### [Collected data]
▼▼▼

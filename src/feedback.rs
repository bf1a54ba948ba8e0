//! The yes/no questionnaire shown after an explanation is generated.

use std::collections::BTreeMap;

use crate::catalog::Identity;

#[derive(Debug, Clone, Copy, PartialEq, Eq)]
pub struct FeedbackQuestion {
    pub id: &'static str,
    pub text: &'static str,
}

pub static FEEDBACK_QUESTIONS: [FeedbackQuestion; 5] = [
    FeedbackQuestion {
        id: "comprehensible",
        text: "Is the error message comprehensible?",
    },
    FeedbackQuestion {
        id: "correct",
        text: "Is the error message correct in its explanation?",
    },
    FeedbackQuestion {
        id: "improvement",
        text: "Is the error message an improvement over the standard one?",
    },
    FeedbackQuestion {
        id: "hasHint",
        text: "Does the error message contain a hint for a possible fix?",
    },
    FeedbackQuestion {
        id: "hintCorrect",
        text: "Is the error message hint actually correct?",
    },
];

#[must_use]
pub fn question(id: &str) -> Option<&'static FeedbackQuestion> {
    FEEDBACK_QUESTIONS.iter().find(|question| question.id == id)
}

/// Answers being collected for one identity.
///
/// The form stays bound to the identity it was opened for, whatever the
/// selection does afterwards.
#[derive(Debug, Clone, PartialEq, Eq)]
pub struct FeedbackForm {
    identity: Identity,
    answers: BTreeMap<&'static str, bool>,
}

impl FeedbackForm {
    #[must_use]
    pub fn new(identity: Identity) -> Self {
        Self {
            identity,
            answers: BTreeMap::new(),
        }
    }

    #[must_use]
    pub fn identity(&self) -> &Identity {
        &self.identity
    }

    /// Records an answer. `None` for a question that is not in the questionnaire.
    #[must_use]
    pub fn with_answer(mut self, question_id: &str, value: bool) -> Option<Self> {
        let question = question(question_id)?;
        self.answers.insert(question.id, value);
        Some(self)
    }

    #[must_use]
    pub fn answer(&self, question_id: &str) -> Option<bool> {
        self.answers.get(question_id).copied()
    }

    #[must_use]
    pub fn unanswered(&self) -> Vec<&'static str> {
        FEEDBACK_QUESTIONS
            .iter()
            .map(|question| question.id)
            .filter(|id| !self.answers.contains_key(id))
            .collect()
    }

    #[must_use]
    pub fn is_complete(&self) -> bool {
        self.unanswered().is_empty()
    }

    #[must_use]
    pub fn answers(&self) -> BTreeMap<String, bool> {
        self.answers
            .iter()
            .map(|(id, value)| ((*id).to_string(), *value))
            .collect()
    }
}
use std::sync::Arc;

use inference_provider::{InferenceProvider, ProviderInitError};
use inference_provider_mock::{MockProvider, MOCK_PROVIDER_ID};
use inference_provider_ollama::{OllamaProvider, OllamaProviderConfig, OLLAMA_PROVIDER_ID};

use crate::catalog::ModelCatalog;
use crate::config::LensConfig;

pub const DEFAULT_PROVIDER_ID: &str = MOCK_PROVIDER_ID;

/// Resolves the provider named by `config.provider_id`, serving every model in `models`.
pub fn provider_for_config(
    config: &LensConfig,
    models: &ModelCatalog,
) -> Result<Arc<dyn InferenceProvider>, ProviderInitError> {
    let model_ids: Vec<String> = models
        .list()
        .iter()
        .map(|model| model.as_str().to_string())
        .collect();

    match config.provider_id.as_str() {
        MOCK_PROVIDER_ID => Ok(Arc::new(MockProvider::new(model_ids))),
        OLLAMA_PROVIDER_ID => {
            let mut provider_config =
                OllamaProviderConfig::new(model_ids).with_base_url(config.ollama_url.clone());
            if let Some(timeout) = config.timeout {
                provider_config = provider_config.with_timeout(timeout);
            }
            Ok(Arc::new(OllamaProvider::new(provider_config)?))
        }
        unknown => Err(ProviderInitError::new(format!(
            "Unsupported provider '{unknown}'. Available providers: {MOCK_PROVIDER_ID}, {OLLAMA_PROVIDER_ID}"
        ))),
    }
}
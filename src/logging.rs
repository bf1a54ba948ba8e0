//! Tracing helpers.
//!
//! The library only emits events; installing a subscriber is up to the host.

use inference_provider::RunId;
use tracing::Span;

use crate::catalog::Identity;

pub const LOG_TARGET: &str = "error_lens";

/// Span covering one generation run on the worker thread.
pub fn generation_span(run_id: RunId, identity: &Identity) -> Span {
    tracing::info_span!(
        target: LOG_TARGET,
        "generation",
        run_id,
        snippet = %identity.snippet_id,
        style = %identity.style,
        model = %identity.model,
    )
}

▲▲▲
▼▼▼

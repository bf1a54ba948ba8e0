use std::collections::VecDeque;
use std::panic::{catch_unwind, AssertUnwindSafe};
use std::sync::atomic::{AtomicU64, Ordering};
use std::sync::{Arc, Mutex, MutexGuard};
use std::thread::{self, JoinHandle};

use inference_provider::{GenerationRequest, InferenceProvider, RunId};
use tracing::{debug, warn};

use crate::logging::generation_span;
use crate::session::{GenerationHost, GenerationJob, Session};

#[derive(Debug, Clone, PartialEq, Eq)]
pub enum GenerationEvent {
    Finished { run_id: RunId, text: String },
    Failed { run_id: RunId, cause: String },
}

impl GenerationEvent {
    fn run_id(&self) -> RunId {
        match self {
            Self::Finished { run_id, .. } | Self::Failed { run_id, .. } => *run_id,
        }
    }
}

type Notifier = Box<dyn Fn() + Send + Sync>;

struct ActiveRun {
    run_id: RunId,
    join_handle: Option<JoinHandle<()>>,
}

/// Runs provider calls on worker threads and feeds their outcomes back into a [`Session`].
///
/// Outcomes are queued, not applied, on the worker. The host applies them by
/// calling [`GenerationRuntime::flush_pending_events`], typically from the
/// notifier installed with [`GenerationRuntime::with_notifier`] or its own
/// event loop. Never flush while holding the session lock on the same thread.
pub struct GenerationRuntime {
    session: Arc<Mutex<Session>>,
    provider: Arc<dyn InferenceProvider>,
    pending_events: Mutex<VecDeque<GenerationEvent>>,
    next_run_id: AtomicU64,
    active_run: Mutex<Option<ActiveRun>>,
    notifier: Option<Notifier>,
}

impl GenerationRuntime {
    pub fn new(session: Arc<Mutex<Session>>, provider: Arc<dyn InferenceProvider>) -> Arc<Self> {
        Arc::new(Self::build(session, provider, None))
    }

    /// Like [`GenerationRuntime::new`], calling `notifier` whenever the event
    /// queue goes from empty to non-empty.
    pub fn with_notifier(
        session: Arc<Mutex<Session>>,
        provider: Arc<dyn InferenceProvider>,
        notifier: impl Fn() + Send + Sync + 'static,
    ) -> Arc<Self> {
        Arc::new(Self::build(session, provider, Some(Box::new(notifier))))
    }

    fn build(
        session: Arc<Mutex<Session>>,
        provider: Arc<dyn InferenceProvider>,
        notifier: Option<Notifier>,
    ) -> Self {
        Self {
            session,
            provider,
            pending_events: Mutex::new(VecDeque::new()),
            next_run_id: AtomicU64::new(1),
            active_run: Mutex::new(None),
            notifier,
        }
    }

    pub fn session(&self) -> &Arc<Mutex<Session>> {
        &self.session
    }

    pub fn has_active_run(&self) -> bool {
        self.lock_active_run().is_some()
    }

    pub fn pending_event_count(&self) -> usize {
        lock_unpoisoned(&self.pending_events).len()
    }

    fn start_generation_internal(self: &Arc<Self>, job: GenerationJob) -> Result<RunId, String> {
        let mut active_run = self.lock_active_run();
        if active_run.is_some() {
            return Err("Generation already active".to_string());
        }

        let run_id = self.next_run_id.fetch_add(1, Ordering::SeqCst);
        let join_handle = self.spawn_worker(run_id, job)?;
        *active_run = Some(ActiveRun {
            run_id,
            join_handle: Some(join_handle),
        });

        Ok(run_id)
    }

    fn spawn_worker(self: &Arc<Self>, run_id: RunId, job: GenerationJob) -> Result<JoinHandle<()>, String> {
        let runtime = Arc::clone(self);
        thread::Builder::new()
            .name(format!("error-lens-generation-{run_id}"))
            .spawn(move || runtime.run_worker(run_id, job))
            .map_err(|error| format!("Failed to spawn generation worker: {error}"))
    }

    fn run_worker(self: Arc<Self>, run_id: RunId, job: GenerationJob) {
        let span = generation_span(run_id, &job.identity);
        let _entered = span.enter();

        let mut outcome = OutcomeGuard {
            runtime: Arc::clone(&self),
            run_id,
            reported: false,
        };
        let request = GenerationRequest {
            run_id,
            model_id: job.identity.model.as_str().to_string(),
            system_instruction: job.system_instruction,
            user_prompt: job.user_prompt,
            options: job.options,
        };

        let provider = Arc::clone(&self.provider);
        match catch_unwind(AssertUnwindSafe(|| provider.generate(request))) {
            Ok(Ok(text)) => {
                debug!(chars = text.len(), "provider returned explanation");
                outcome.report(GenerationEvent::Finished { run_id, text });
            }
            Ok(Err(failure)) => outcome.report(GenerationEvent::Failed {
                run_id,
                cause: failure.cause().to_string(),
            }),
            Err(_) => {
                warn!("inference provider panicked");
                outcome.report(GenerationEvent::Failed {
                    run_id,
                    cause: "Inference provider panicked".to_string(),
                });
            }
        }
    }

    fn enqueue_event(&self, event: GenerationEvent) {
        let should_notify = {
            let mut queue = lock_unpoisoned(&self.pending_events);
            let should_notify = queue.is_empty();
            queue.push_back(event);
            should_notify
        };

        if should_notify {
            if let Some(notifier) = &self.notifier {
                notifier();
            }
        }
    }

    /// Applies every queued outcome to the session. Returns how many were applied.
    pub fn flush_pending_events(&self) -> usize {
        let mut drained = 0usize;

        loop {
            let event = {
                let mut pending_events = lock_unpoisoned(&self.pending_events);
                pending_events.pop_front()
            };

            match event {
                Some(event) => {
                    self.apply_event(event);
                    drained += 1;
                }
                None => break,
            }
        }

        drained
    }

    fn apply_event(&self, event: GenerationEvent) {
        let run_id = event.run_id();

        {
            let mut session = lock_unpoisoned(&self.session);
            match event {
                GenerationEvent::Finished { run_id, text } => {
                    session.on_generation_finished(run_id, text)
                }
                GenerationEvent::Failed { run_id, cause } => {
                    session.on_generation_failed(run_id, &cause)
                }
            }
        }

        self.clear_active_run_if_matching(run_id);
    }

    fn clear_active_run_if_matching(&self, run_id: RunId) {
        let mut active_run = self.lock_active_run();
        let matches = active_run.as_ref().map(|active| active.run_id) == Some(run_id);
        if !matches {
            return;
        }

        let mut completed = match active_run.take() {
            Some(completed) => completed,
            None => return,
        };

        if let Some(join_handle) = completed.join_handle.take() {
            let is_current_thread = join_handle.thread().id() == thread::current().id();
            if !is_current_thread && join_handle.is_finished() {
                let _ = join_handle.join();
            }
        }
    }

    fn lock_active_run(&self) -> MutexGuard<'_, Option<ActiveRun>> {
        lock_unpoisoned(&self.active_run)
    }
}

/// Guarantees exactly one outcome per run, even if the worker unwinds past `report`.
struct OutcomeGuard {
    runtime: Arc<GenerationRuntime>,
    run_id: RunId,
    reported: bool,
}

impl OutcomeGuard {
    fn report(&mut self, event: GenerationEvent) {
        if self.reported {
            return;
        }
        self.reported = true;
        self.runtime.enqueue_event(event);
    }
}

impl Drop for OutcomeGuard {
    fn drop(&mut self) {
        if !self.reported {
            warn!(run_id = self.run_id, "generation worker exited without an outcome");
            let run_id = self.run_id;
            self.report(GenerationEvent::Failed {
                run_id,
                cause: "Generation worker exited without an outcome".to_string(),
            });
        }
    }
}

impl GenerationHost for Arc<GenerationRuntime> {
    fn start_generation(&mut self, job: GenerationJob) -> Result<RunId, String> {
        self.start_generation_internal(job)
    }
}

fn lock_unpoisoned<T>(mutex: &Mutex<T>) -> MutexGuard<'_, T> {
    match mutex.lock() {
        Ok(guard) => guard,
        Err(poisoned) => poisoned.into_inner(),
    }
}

▲▲▲
▼▼▼

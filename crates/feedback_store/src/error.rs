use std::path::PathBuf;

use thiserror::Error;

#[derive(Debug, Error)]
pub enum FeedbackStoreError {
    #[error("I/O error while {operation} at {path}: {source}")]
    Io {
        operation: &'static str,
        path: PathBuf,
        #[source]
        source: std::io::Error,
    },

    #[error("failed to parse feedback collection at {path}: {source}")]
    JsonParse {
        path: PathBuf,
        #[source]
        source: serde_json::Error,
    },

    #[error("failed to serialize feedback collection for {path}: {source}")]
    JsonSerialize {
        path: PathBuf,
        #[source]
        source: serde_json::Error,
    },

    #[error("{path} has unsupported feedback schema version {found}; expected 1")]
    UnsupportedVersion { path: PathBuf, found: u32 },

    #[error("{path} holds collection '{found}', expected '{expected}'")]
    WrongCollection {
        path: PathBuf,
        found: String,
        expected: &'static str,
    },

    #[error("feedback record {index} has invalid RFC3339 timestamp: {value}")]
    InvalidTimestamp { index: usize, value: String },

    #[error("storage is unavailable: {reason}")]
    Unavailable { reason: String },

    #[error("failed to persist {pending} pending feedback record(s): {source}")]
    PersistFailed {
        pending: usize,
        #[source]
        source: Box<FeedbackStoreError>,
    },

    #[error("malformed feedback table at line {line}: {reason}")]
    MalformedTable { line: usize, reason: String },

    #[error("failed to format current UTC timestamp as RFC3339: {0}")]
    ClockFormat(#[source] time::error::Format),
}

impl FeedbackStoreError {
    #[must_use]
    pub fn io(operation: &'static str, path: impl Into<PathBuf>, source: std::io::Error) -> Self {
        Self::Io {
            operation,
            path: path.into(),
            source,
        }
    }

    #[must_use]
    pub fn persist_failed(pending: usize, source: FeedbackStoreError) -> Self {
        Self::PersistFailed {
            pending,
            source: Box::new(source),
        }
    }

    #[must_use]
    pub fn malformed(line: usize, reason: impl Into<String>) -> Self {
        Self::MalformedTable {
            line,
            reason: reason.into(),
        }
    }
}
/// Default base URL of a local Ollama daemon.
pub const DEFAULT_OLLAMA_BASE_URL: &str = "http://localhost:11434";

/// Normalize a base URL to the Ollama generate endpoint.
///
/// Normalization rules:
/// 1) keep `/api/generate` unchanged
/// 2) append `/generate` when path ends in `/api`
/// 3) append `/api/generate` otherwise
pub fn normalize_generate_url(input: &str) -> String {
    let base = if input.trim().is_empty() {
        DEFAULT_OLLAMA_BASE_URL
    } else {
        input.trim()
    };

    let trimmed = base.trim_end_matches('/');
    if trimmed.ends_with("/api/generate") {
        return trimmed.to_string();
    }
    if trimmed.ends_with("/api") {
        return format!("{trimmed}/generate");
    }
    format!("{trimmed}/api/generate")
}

▲▲▲

### [WHAT YOU HAVE TO DO]
Return, unchanged, the run of lines above that opens with the line containing "filename src/feedback.rs" and closes with the line containing "pub struct FeedbackForm". Include both.

### [YOUR SOLUTION]
filename src/feedback.rs
repository bf1a54ba948ba8e0
//! The yes/no questionnaire shown after an explanation is generated.

use std::collections::BTreeMap;

use crate::catalog::Identity;

#[derive(Debug, Clone, Copy, PartialEq, Eq)]
pub struct FeedbackQuestion {
    pub id: &'static str,
    pub text: &'static str,
}

pub static FEEDBACK_QUESTIONS: [FeedbackQuestion; 5] = [
    FeedbackQuestion {
        id: "comprehensible",
        text: "Is the error message comprehensible?",
    },
    FeedbackQuestion {
        id: "correct",
        text: "Is the error message correct in its explanation?",
    },
    FeedbackQuestion {
        id: "improvement",
        text: "Is the error message an improvement over the standard one?",
    },
    FeedbackQuestion {
        id: "hasHint",
        text: "Does the error message contain a hint for a possible fix?",
    },
    FeedbackQuestion {
        id: "hintCorrect",
        text: "Is the error message hint actually correct?",
    },
];

#[must_use]
pub fn question(id: &str) -> Option<&'static FeedbackQuestion> {
    FEEDBACK_QUESTIONS.iter().find(|question| question.id == id)
}

/// Answers being collected for one identity.
///
/// The form stays bound to the identity it was opened for, whatever the
/// selection does afterwards.
#[derive(Debug, Clone, PartialEq, Eq)]
pub struct FeedbackForm {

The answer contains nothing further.